- _TASK PROMPT_: Write the data out again, word for word.
RECORDS SUPPLIED below:
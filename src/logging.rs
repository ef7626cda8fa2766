use tracing_subscriber::EnvFilter;

/// Install the global fmt subscriber, writing to stderr.
///
/// `RUST_LOG` wins over `default_level` when set. Calling this twice is harmless.
pub fn init(default_level: &str) {
    let filter = EnvFilter::try_from_default_env().unwrap_or_else(|_| EnvFilter::new(default_level));

    let _ = tracing_subscriber::fmt()
        .with_env_filter(filter)
        .with_writer(std::io::stderr)
        .with_target(false)
        .try_init();
}
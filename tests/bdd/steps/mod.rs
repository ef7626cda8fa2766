mod common_steps;
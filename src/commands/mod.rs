pub mod init;
pub mod list;
pub mod resolve;
pub mod serve;
pub mod shorten;

use std::path::Path;

use colored::Colorize;
use wordlink::db::{self, Database};
use wordlink::models::{ShortLink, short_url};
use wordlink::shortener::Allocator;

/// Open the initialized database at `db_path` and build an allocator from its settings.
pub fn open_allocator(db_path: &Path) -> Result<Allocator, String> {
    let db = Database::open_existing(db_path).map_err(|e| e.to_string())?;
    db::allocator_for(db).map_err(|e| e.to_string())
}

pub fn to_json<T: serde::Serialize>(value: &T) -> Result<String, String> {
    serde_json::to_string_pretty(value).map_err(|e| format!("json error: {e}"))
}

/// Print a list of links as a table or JSON.
pub fn print_links(links: &[ShortLink], json: bool) -> Result<(), String> {
    if json {
        println!("{}", to_json(&links)?);
        return Ok(());
    }

    if links.is_empty() {
        println!("No links found.");
        return Ok(());
    }

    println!("{:<6} {:<32} {:<17} URL", "ID", "SHORT URL", "CREATED");
    println!("{}", "-".repeat(90));
    for l in links {
        let path = format!("{:<32}", short_url(&l.short_path));
        println!(
            "{:<6} {} {:<17} {}",
            l.id,
            path.cyan(),
            l.created_at.format("%Y-%m-%d %H:%M"),
            l.original_url,
        );
    }
    Ok(())
}
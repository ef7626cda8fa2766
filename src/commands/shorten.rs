use std::path::Path;

use colored::Colorize;
use wordlink::models::short_url;

use super::{open_allocator, to_json};

pub fn run(db_path: &Path, url: &str, json: bool) -> Result<(), String> {
    let allocator = open_allocator(db_path)?;
    let link = allocator
        .allocate(url)
        .map_err(|e| format!("{} ({})", e, e.kind()))?;

    if json {
        println!("{}", to_json(&link)?);
    } else {
        println!("Shortened {url} -> {}", short_url(&link.short_path).green());
    }
    Ok(())
}
use std::path::Path;

use wordlink::db::{CONFIG_CONFLICT_RETRIES, CONFIG_WORDS, Database};

pub fn run(db_path: &Path, words: u32, conflict_retries: u32) -> Result<(), String> {
    if words == 0 {
        return Err("--words must be at least 1".to_string());
    }

    // Create the database directory if it doesn't exist
    if let Some(parent) = db_path.parent() {
        std::fs::create_dir_all(parent).map_err(|e| format!("failed to create directory: {e}"))?;
    }

    let db = Database::open(db_path).map_err(|e| e.to_string())?;
    db.migrate().map_err(|e| e.to_string())?;
    db.set_config(CONFIG_WORDS, &words.to_string())
        .map_err(|e| e.to_string())?;
    db.set_config(CONFIG_CONFLICT_RETRIES, &conflict_retries.to_string())
        .map_err(|e| e.to_string())?;
    db.set_config("version", env!("CARGO_PKG_VERSION"))
        .map_err(|e| e.to_string())?;

    println!("Initialized wordlink database at {}", db_path.display());
    println!("Words per path: {words}");
    Ok(())
}
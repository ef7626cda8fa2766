/// SQLite mapping store: open, migrate, config, link rows.
pub mod db;
/// Tracing subscriber setup.
pub mod logging;
/// Data types: ShortLink and the web request/response bodies.
pub mod models;
/// Short path allocation and resolution.
pub mod shortener;
/// Axum-based web server and router.
pub mod web;
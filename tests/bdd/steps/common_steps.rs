#![allow(deprecated)]
use cucumber::given;

use crate::WordlinkWorld;

/// Initialize a fresh wordlink database into the world's temp dir.
#[given("a wordlink database is initialized")]
async fn a_wordlink_database_is_initialized(world: &mut WordlinkWorld) {
    init_with_args(world, &[]);
}

/// Initialize with a non-default number of words per generated path.
#[given(expr = "a wordlink database is initialized with {int} words per path")]
async fn a_wordlink_database_with_words(world: &mut WordlinkWorld, words: u32) {
    init_with_args(world, &["--words", &words.to_string()]);
}

fn init_with_args(world: &mut WordlinkWorld, extra: &[&str]) {
    let dir = tempfile::TempDir::new().expect("create temp dir");
    let db_path = dir.path().join("wordlink.db");

    let output = assert_cmd::Command::cargo_bin("wl")
        .expect("wl binary not found")
        .env("WORDLINK_DB", &db_path)
        .arg("init")
        .args(extra)
        .output()
        .expect("failed to run wl init");

    assert!(
        output.status.success(),
        "wl init failed: {}",
        String::from_utf8_lossy(&output.stderr)
    );

    world.db_path = Some(db_path);
    // Keep the TempDir alive for the lifetime of the scenario.
    world.db_dir = Some(dir);
}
End of RECORDS SUPPLIED.
- _SOLUTION BELOW_:
filename src/logging.rs
repository ef7626cda8fa2766
use tracing_subscriber::EnvFilter;

/// Install the global fmt subscriber, writing to stderr.
///
/// `RUST_LOG` wins over `default_level` when set. Calling this twice is harmless.
pub fn init(default_level: &str) {
    let filter = EnvFilter::try_from_default_env().unwrap_or_else(|_| EnvFilter::new(default_level));

    let _ = tracing_subscriber::fmt()
        .with_env_filter(filter)
        .with_writer(std::io::stderr)
        .with_target(false)
        .try_init();
}
filename tests/bdd/steps/mod.rs
repository ef7626cda8fa2766
mod common_steps;
filename src/commands/mod.rs
pub mod init;
pub mod list;
pub mod resolve;
pub mod serve;
pub mod shorten;

use std::path::Path;

use colored::Colorize;
use wordlink::db::{self, Database};
use wordlink::models::{ShortLink, short_url};
use wordlink::shortener::Allocator;

/// Open the initialized database at `db_path` and build an allocator from its settings.
pub fn open_allocator(db_path: &Path) -> Result<Allocator, String> {
    let db = Database::open_existing(db_path).map_err(|e| e.to_string())?;
    db::allocator_for(db).map_err(|e| e.to_string())
}

pub fn to_json<T: serde::Serialize>(value: &T) -> Result<String, String> {
    serde_json::to_string_pretty(value).map_err(|e| format!("json error: {e}"))
}

/// Print a list of links as a table or JSON.
pub fn print_links(links: &[ShortLink], json: bool) -> Result<(), String> {
    if json {
        println!("{}", to_json(&links)?);
        return Ok(());
    }

    if links.is_empty() {
        println!("No links found.");
        return Ok(());
    }

    println!("{:<6} {:<32} {:<17} URL", "ID", "SHORT URL", "CREATED");
    println!("{}", "-".repeat(90));
    for l in links {
        let path = format!("{:<32}", short_url(&l.short_path));
        println!(
            "{:<6} {} {:<17} {}",
            l.id,
            path.cyan(),
            l.created_at.format("%Y-%m-%d %H:%M"),
            l.original_url,
        );
    }
    Ok(())
}
repository ef7626cda8fa2766
filename src/commands/shorten.rs
use std::path::Path;

use colored::Colorize;
use wordlink::models::short_url;

use super::{open_allocator, to_json};

pub fn run(db_path: &Path, url: &str, json: bool) -> Result<(), String> {
    let allocator = open_allocator(db_path)?;
    let link = allocator
        .allocate(url)
        .map_err(|e| format!("{} ({})", e, e.kind()))?;

    if json {
        println!("{}", to_json(&link)?);
    } else {
        println!("Shortened {url} -> {}", short_url(&link.short_path).green());
    }
    Ok(())
}
use std::path::Path;

use wordlink::db::{CONFIG_CONFLICT_RETRIES, CONFIG_WORDS, Database};

pub fn run(db_path: &Path, words: u32, conflict_retries: u32) -> Result<(), String> {
    if words == 0 {
        return Err("--words must be at least 1".to_string());
    }

    // Create the database directory if it doesn't exist
    if let Some(parent) = db_path.parent() {
        std::fs::create_dir_all(parent).map_err(|e| format!("failed to create directory: {e}"))?;
    }

    let db = Database::open(db_path).map_err(|e| e.to_string())?;
    db.migrate().map_err(|e| e.to_string())?;
    db.set_config(CONFIG_WORDS, &words.to_string())
        .map_err(|e| e.to_string())?;
    db.set_config(CONFIG_CONFLICT_RETRIES, &conflict_retries.to_string())
        .map_err(|e| e.to_string())?;
    db.set_config("version", env!("CARGO_PKG_VERSION"))
        .map_err(|e| e.to_string())?;

    println!("Initialized wordlink database at {}", db_path.display());
    println!("Words per path: {words}");
    Ok(())
}
repository ef7626cda8fa2766
/// SQLite mapping store: open, migrate, config, link rows.
pub mod db;
/// Tracing subscriber setup.
pub mod logging;
/// Data types: ShortLink and the web request/response bodies.
pub mod models;
/// Short path allocation and resolution.
pub mod shortener;
/// Axum-based web server and router.
pub mod web;
filename tests/bdd/steps/common_steps.rs
#![allow(deprecated)]
use cucumber::given;

use crate::WordlinkWorld;

/// Initialize a fresh wordlink database into the world's temp dir.
#[given("a wordlink database is initialized")]
async fn a_wordlink_database_is_initialized(world: &mut WordlinkWorld) {
    init_with_args(world, &[]);
}

/// Initialize with a non-default number of words per generated path.
#[given(expr = "a wordlink database is initialized with {int} words per path")]
async fn a_wordlink_database_with_words(world: &mut WordlinkWorld, words: u32) {
    init_with_args(world, &["--words", &words.to_string()]);
}

fn init_with_args(world: &mut WordlinkWorld, extra: &[&str]) {
    let dir = tempfile::TempDir::new().expect("create temp dir");
    let db_path = dir.path().join("wordlink.db");

    let output = assert_cmd::Command::cargo_bin("wl")
        .expect("wl binary not found")
        .env("WORDLINK_DB", &db_path)
        .arg("init")
        .args(extra)
        .output()
        .expect("failed to run wl init");

    assert!(
        output.status.success(),
        "wl init failed: {}",
        String::from_utf8_lossy(&output.stderr)
    );

    world.db_path = Some(db_path);
    // Keep the TempDir alive for the lifetime of the scenario.
    world.db_dir = Some(dir);
}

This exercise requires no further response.